- **EXERCISE GOAL**: Word for word, retype the tail of the data below, starting with the line that has "detailing the transaction." and including the last line.

- **THE DATA**:
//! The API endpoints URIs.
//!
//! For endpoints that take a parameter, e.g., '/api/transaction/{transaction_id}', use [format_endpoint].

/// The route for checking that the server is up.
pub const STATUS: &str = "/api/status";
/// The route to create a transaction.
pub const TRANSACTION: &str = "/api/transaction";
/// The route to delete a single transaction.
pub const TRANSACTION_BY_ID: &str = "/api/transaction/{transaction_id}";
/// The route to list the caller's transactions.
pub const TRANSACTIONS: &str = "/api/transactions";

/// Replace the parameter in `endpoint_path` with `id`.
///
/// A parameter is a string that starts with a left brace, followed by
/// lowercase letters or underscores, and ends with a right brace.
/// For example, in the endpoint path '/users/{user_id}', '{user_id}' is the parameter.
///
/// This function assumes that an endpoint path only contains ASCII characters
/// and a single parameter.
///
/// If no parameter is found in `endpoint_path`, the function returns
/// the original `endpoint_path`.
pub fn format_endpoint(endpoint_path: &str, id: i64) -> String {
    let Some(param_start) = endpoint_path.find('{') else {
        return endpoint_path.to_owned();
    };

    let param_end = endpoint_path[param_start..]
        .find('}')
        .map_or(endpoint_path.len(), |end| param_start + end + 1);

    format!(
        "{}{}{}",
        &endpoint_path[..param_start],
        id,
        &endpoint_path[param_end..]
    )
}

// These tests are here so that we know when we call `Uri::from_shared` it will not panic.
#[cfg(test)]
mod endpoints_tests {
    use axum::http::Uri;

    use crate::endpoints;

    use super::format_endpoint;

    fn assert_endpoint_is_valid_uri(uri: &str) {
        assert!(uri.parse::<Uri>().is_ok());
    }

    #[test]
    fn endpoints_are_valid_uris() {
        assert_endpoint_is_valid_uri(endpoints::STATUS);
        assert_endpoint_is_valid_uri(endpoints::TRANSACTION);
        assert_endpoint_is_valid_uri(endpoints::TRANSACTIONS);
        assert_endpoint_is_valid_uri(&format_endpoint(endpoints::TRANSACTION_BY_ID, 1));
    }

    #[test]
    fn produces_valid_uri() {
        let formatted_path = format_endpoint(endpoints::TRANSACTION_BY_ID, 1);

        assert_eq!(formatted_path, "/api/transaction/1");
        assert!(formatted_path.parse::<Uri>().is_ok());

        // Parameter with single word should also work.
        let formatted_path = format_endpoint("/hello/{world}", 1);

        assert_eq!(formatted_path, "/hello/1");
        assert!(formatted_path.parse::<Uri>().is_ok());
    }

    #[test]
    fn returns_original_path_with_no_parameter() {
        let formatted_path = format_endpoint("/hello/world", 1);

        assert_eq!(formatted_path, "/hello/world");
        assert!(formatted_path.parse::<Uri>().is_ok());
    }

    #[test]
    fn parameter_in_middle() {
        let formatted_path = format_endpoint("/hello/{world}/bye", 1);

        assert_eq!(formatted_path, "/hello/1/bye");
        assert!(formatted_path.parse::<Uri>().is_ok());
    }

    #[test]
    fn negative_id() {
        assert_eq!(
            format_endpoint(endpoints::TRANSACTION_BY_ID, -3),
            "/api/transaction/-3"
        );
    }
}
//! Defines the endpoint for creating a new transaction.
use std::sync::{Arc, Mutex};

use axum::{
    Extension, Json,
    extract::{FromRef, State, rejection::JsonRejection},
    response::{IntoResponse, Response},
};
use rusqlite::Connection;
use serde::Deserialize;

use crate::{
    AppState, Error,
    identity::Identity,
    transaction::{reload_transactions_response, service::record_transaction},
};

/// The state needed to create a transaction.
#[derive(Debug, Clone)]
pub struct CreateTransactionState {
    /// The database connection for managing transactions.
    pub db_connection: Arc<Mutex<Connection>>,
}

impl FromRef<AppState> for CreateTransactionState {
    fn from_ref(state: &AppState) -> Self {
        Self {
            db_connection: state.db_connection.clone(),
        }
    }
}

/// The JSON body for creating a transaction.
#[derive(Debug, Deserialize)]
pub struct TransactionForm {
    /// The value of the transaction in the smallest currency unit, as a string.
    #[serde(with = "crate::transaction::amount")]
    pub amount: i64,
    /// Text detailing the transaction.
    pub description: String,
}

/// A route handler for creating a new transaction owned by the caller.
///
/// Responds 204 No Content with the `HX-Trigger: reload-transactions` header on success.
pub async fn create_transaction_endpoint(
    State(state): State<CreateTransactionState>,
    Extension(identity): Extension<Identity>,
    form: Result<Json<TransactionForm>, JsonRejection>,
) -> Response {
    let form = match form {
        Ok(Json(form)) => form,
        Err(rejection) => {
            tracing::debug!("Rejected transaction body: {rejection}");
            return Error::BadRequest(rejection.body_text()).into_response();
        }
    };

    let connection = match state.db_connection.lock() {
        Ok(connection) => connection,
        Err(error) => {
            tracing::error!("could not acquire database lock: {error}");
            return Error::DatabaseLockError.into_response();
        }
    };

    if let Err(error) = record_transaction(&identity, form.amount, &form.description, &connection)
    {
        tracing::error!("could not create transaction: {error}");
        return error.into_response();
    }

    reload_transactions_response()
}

- **OUTPUT FOR THIS EXERCISE**:
    /// Text detailing the transaction.
    pub description: String,
}

/// A route handler for creating a new transaction owned by the caller.
///
/// Responds 204 No Content with the `HX-Trigger: reload-transactions` header on success.
pub async fn create_transaction_endpoint(
    State(state): State<CreateTransactionState>,
    Extension(identity): Extension<Identity>,
    form: Result<Json<TransactionForm>, JsonRejection>,
) -> Response {
    let form = match form {
        Ok(Json(form)) => form,
        Err(rejection) => {
            tracing::debug!("Rejected transaction body: {rejection}");
            return Error::BadRequest(rejection.body_text()).into_response();
        }
    };

    let connection = match state.db_connection.lock() {
        Ok(connection) => connection,
        Err(error) => {
            tracing::error!("could not acquire database lock: {error}");
            return Error::DatabaseLockError.into_response();
        }
    };

    if let Err(error) = record_transaction(&identity, form.amount, &form.description, &connection)
    {
        tracing::error!("could not create transaction: {error}");
        return error.into_response();
    }

    reload_transactions_response()
}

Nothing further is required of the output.